### WHAT NEEDS TO BE DONE
Read the records and write them out again exactly.

[EXCERPTED RECORDS]

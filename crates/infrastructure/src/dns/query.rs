use super::edns::{CookieNegotiator, OptRecord};
use super::question_codec::{parse_questions, serialize_questions};
use quarry_dns_domain::{DomainError, MessageHeader, QuestionRecord, ResponseCode, HEADER_LEN};
use std::fmt;
use std::net::IpAddr;

/// A received request, parsed once from the datagram that carried it.
#[derive(Debug, Clone)]
pub struct Query {
    header: MessageHeader,
    buffer: Vec<u8>,
    questions: Vec<QuestionRecord>,
    opt: Option<OptRecord>,
}

impl Query {
    /// Parses the header and question section of `buffer`, then runs cookie
    /// processing over the additional section when a negotiator is given.
    ///
    /// Without a negotiator the additional section is not looked at, so
    /// COOKIE options are ignored entirely.
    pub fn parse(
        buffer: Vec<u8>,
        client_ip: IpAddr,
        negotiator: Option<&CookieNegotiator>,
    ) -> Result<Self, DomainError> {
        let mut header = MessageHeader::decode(&buffer)?;
        // RCODE means nothing in a request; the field is reused for the reply.
        header.set_response_code(ResponseCode::NoError);
        let (questions, question_end) =
            parse_questions(&buffer, header.question_count, HEADER_LEN)?;

        let opt = match negotiator {
            Some(negotiator) => {
                let additional_count = header.additional_count;
                negotiator.process(
                    &mut header,
                    additional_count,
                    &buffer[question_end..],
                    client_ip,
                )?
            }
            None => None,
        };

        Ok(Self {
            header,
            buffer,
            questions,
            opt,
        })
    }

    pub fn header(&self) -> &MessageHeader {
        &self.header
    }

    pub fn header_mut(&mut self) -> &mut MessageHeader {
        &mut self.header
    }

    pub fn buffer(&self) -> &[u8] {
        &self.buffer
    }

    pub fn questions(&self) -> &[QuestionRecord] {
        &self.questions
    }

    pub fn opt(&self) -> Option<&OptRecord> {
        self.opt.as_ref()
    }

    /// An empty question section with a usable COOKIE option: the RFC 7873
    /// §5.4 cookie-only query.
    pub fn is_cookie_only(&self) -> bool {
        self.questions.is_empty()
            && self
                .opt
                .as_ref()
                .is_some_and(|opt| opt.response_cookie().is_some())
    }

    /// Question section for the reply, mirroring the request.
    pub fn build_response_questions(&self) -> Result<Vec<u8>, DomainError> {
        serialize_questions(&self.questions)
    }
}

impl fmt::Display for Query {
    fn fmt(&self, f: &mut fmt::Formatter<'_>) -> fmt::Result {
        write!(f, "{}", self.header)?;
        for question in &self.questions {
            write!(f, "\n{}", question)?;
        }
        Ok(())
    }
}
//! Question section codec (RFC 1035 §4.1.2).
//!
//! ```text
//!   0  1  2  3  4  5  6  7  8  9 10 11 12 13 14 15
//! +--+--+--+--+--+--+--+--+--+--+--+--+--+--+--+--+
//! /                     QNAME                     /
//! +--+--+--+--+--+--+--+--+--+--+--+--+--+--+--+--+
//! |                     QTYPE                     |
//! +--+--+--+--+--+--+--+--+--+--+--+--+--+--+--+--+
//! |                     QCLASS                    |
//! +--+--+--+--+--+--+--+--+--+--+--+--+--+--+--+--+
//! ```

use super::wire::{encode_name, WireCursor};
use bytes::{BufMut, BytesMut};
use quarry_dns_domain::{DomainError, QuestionRecord, RecordType};

/// Smallest possible question: root name (1) + QTYPE (2) + QCLASS (2).
const MIN_QUESTION_LEN: usize = 5;

/// Parses `count` questions starting at `start`, each one beginning where the
/// previous ended.
///
/// Returns the questions in wire order together with the offset just past the
/// last one.
pub fn parse_questions(
    buf: &[u8],
    count: u16,
    start: usize,
) -> Result<(Vec<QuestionRecord>, usize), DomainError> {
    let mut cursor = WireCursor::at(buf, start);
    let capacity = (count as usize).min(cursor.remaining() / MIN_QUESTION_LEN);
    let mut questions = Vec::with_capacity(capacity);

    for _ in 0..count {
        let name = cursor.read_name()?;
        let qtype = cursor.read_u16()?;
        let qclass = cursor.read_u16()?;
        questions.push(QuestionRecord::new(name, RecordType::from_u16(qtype), qclass));
    }

    Ok((questions, cursor.position()))
}

/// Encodes `questions` back to wire form, in order, without name compression.
pub fn serialize_questions(questions: &[QuestionRecord]) -> Result<Vec<u8>, DomainError> {
    let mut out = BytesMut::with_capacity(questions.len() * 32);
    for question in questions {
        encode_name(question.name(), &mut out)?;
        out.put_u16(question.record_type().to_u16());
        out.put_u16(question.qclass());
    }
    Ok(out.to_vec())
}
use crate::RecordType;
use std::fmt;
use std::sync::Arc;

/// Both top bits of QCLASS set marks a multicast-DNS "QU" question
/// (unicast reply requested). A lone top bit does not count.
pub const QU_MASK: u16 = 0xC000;

/// One entry of a message's question section.
#[derive(Debug, Clone, PartialEq, Eq)]
pub struct QuestionRecord {
    name: Arc<str>,
    record_type: RecordType,
    qclass: u16,
    qu: bool,
}

impl QuestionRecord {
    pub fn new(name: impl Into<Arc<str>>, record_type: RecordType, qclass: u16) -> Self {
        Self {
            name: name.into(),
            record_type,
            qclass,
            qu: qclass & QU_MASK == QU_MASK,
        }
    }

    pub fn name(&self) -> &str {
        &self.name
    }

    pub fn record_type(&self) -> RecordType {
        self.record_type
    }

    /// Raw 16-bit class value, including any mDNS flag bits.
    pub fn qclass(&self) -> u16 {
        self.qclass
    }

    pub fn is_qu(&self) -> bool {
        self.qu
    }
}

impl fmt::Display for QuestionRecord {
    fn fmt(&self, f: &mut fmt::Formatter<'_>) -> fmt::Result {
        write!(
            f,
            "Name: {} Type: {} Class: {}",
            self.name, self.record_type, self.qclass
        )
    }
}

[/EXCERPTED RECORDS]

### RESULT BELOW
filename crates/infrastructure/src/dns/query.rs
use super::edns::{CookieNegotiator, OptRecord};
use super::question_codec::{parse_questions, serialize_questions};
use quarry_dns_domain::{DomainError, MessageHeader, QuestionRecord, ResponseCode, HEADER_LEN};
use std::fmt;
use std::net::IpAddr;

/// A received request, parsed once from the datagram that carried it.
#[derive(Debug, Clone)]
pub struct Query {
    header: MessageHeader,
    buffer: Vec<u8>,
    questions: Vec<QuestionRecord>,
    opt: Option<OptRecord>,
}

impl Query {
    /// Parses the header and question section of `buffer`, then runs cookie
    /// processing over the additional section when a negotiator is given.
    ///
    /// Without a negotiator the additional section is not looked at, so
    /// COOKIE options are ignored entirely.
    pub fn parse(
        buffer: Vec<u8>,
        client_ip: IpAddr,
        negotiator: Option<&CookieNegotiator>,
    ) -> Result<Self, DomainError> {
        let mut header = MessageHeader::decode(&buffer)?;
        // RCODE means nothing in a request; the field is reused for the reply.
        header.set_response_code(ResponseCode::NoError);
        let (questions, question_end) =
            parse_questions(&buffer, header.question_count, HEADER_LEN)?;

        let opt = match negotiator {
            Some(negotiator) => {
                let additional_count = header.additional_count;
                negotiator.process(
                    &mut header,
                    additional_count,
                    &buffer[question_end..],
                    client_ip,
                )?
            }
            None => None,
        };

        Ok(Self {
            header,
            buffer,
            questions,
            opt,
        })
    }

    pub fn header(&self) -> &MessageHeader {
        &self.header
    }

    pub fn header_mut(&mut self) -> &mut MessageHeader {
        &mut self.header
    }

    pub fn buffer(&self) -> &[u8] {
        &self.buffer
    }

    pub fn questions(&self) -> &[QuestionRecord] {
        &self.questions
    }

    pub fn opt(&self) -> Option<&OptRecord> {
        self.opt.as_ref()
    }

    /// An empty question section with a usable COOKIE option: the RFC 7873
    /// §5.4 cookie-only query.
    pub fn is_cookie_only(&self) -> bool {
        self.questions.is_empty()
            && self
                .opt
                .as_ref()
                .is_some_and(|opt| opt.response_cookie().is_some())
    }

    /// Question section for the reply, mirroring the request.
    pub fn build_response_questions(&self) -> Result<Vec<u8>, DomainError> {
        serialize_questions(&self.questions)
    }
}

impl fmt::Display for Query {
    fn fmt(&self, f: &mut fmt::Formatter<'_>) -> fmt::Result {
        write!(f, "{}", self.header)?;
        for question in &self.questions {
            write!(f, "\n{}", question)?;
        }
        Ok(())
    }
}
//! Question section codec (RFC 1035 §4.1.2).
//!
//! ```text
//!   0  1  2  3  4  5  6  7  8  9 10 11 12 13 14 15
//! +--+--+--+--+--+--+--+--+--+--+--+--+--+--+--+--+
//! /                     QNAME                     /
//! +--+--+--+--+--+--+--+--+--+--+--+--+--+--+--+--+
//! |                     QTYPE                     |
//! +--+--+--+--+--+--+--+--+--+--+--+--+--+--+--+--+
//! |                     QCLASS                    |
//! +--+--+--+--+--+--+--+--+--+--+--+--+--+--+--+--+
//! ```

use super::wire::{encode_name, WireCursor};
use bytes::{BufMut, BytesMut};
use quarry_dns_domain::{DomainError, QuestionRecord, RecordType};

/// Smallest possible question: root name (1) + QTYPE (2) + QCLASS (2).
const MIN_QUESTION_LEN: usize = 5;

/// Parses `count` questions starting at `start`, each one beginning where the
/// previous ended.
///
/// Returns the questions in wire order together with the offset just past the
/// last one.
pub fn parse_questions(
    buf: &[u8],
    count: u16,
    start: usize,
) -> Result<(Vec<QuestionRecord>, usize), DomainError> {
    let mut cursor = WireCursor::at(buf, start);
    let capacity = (count as usize).min(cursor.remaining() / MIN_QUESTION_LEN);
    let mut questions = Vec::with_capacity(capacity);

    for _ in 0..count {
        let name = cursor.read_name()?;
        let qtype = cursor.read_u16()?;
        let qclass = cursor.read_u16()?;
        questions.push(QuestionRecord::new(name, RecordType::from_u16(qtype), qclass));
    }

    Ok((questions, cursor.position()))
}

/// Encodes `questions` back to wire form, in order, without name compression.
pub fn serialize_questions(questions: &[QuestionRecord]) -> Result<Vec<u8>, DomainError> {
    let mut out = BytesMut::with_capacity(questions.len() * 32);
    for question in questions {
        encode_name(question.name(), &mut out)?;
        out.put_u16(question.record_type().to_u16());
        out.put_u16(question.qclass());
    }
    Ok(out.to_vec())
}
use crate::RecordType;
use std::fmt;
use std::sync::Arc;

/// Both top bits of QCLASS set marks a multicast-DNS "QU" question
/// (unicast reply requested). A lone top bit does not count.
pub const QU_MASK: u16 = 0xC000;

/// One entry of a message's question section.
#[derive(Debug, Clone, PartialEq, Eq)]
pub struct QuestionRecord {
    name: Arc<str>,
    record_type: RecordType,
    qclass: u16,
    qu: bool,
}

impl QuestionRecord {
    pub fn new(name: impl Into<Arc<str>>, record_type: RecordType, qclass: u16) -> Self {
        Self {
            name: name.into(),
            record_type,
            qclass,
            qu: qclass & QU_MASK == QU_MASK,
        }
    }

    pub fn name(&self) -> &str {
        &self.name
    }

    pub fn record_type(&self) -> RecordType {
        self.record_type
    }

    /// Raw 16-bit class value, including any mDNS flag bits.
    pub fn qclass(&self) -> u16 {
        self.qclass
    }

    pub fn is_qu(&self) -> bool {
        self.qu
    }
}

impl fmt::Display for QuestionRecord {
    fn fmt(&self, f: &mut fmt::Formatter<'_>) -> fmt::Result {
        write!(
            f,
            "Name: {} Type: {} Class: {}",
            self.name, self.record_type, self.qclass
        )
    }
}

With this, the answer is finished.